The opposition would not for one second claim the US or the UK weren't democracies, yet the moment New Zealand extends the universal suffrage of representation promised to the indigenous people of our country we suddenly see Act leader David Seymour and his National sidekick Christopher Luxon outraged.
We have found out in the past week that multiple property owners can vote in multiple local body elections, giving landowners more power than the poor. Watching National finance spokeswoman Nicola Willis struggle to answer why "one person, one vote" suddenly doesn't apply to rich landowners voting in multiple elections tells you all you really need to know about the right's sudden defence of "one person, one vote".

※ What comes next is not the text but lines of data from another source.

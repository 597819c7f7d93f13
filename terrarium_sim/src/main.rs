// terrarium_sim/src/main.rs

use clap::Parser;
use log::info;

use terrarium_sim::cli::Cli;
use terrarium_sim::config::load_scenario;
use terrarium_sim::engine::Simulation;
use terrarium_sim::error::SimError;
use terrarium_sim::prelude::Observation;

fn main() {
    env_logger::Builder::from_env(env_logger::Env::default().default_filter_or("info")).init();

    if let Err(e) = run(Cli::parse()) {
        log::error!("{e}");
        std::process::exit(1);
    }
}

fn run(cli: Cli) -> Result<(), SimError> {
    let config = load_scenario(&cli.scenario)?;
    let steps = cli.steps.unwrap_or(config.simulation.steps);

    let mut sim = Simulation::from_config(&config)?;
    for _ in 0..steps {
        sim.step()?;
    }
    info!("ran {} steps", sim.steps_done());

    for agent in &sim.agents {
        for sensor in &agent.sensors {
            let summary = match sensor.observation() {
                Observation::Ranges(v) => format!("{} values", v.len()),
                Observation::Colors(v) => format!("{} pixels", v.len()),
                Observation::Detections(v) => format!("{} detections", v.len()),
            };
            info!("{}/{}: {}", agent.name, sensor.name(), summary);

            if let Some(dir) = &cli.draw_dir {
                std::fs::create_dir_all(dir).ok();
                let path = dir.join(format!("{}_{}.png", agent.name, sensor.name()));
                let img = sensor.draw(256, 32);
                if let Err(e) = img.save(&path) {
                    log::warn!("could not save {}: {e}", path.display());
                } else {
                    info!("wrote {}", path.display());
                }
            }
        }
    }
    Ok(())
}
// terrarium_core/src/error.rs

use crate::types::BodyId;
use thiserror::Error;

/// Errors raised when a sensor configuration is rejected at construction.
#[derive(Debug, Error, PartialEq)]
pub enum ConfigError {
    #[error("`{field}` must be positive, got {value}")]
    NonPositive { field: &'static str, value: f64 },

    #[error("`{field}` must be at least 1")]
    ZeroCount { field: &'static str },

    #[error("noise probability must lie in [0, 1], got {0}")]
    BadProbability(f64),

    #[error("gaussian noise scale must be positive, got {0}")]
    BadNoiseScale(f64),

    #[error("semantic sensors do not support noise")]
    NoiseUnsupported,
}

/// Errors raised while updating a sensor. These are fatal for the current
/// step: sensor computation is deterministic and never partially retried.
#[derive(Debug, Error, PartialEq)]
pub enum SensorError {
    /// The input kind does not match the sensor modality, e.g. a polar
    /// raster handed to a ray-casting sensor. A configuration error, not a
    /// runtime condition to recover from.
    #[error("sensor `{name}` expects a {expected} input")]
    InputMismatch { name: String, expected: &'static str },

    #[error("anchor body {0:?} is not present in the scene")]
    MissingAnchor(BodyId),
}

We live in a new democracy that works with one another and seeks genuine engagement to build bridges not walls.
Unfortunately, the right refuse to accept this maturing of our democracy and seek to frame co-governance as a racist evil by manufacturing "one person, one vote" outrage.
This is despite the very democratic system they claim to defend allowing for many values that go beyond that.
The greatest hypocrisy in the right's position against co-governance is that we are using the co-governance architecture that National and Act built. Whether they want to admit it or not, we have had a new democracy since MMP was introduced in 1996. That's when we got more women in Parliament, more Māori and then more Pasifika and ethnic minorities.
In 1996, Winston Peters chose a National government, while in 1999 he was a direct beneficiary of the new democracy that he won't acknowledge, when he took four other New Zealand First MPs into Parliament because he won his seat, despite the party polling under 5 per cent.
That could never have happened under the old democracy but is a reality under the new one. It's incredible how opposition politicians aided by prominent right-wing broadcasters refuse to accept that democracy has changed and focus only on the Māori aspects, peddling the lie that Māori are milking the system. My critics, of course, will point to Winston being Māori, but I don't think anyone in New Zealand politics has worked out where he's coming from.
The reality is National will utilise the new democracy as it suits them, then deny its existence.
This Government will not walk away from its obligations of co-governance which has been a significant feature of our democratic system since our shift from a majoritarian democracy to a mixed-member proportional representation in 1996. Whether the right want to admit it or not the facts are that we are now a more moderate, consensual and participatory democracy. This dramatic shift reflects our nation's desire for a government that is more inclusive of a diversity of views including minority voices. Ngai Tahu will now ensure those voices will be heard.
Willie Jackson is the Minister of Māori Development.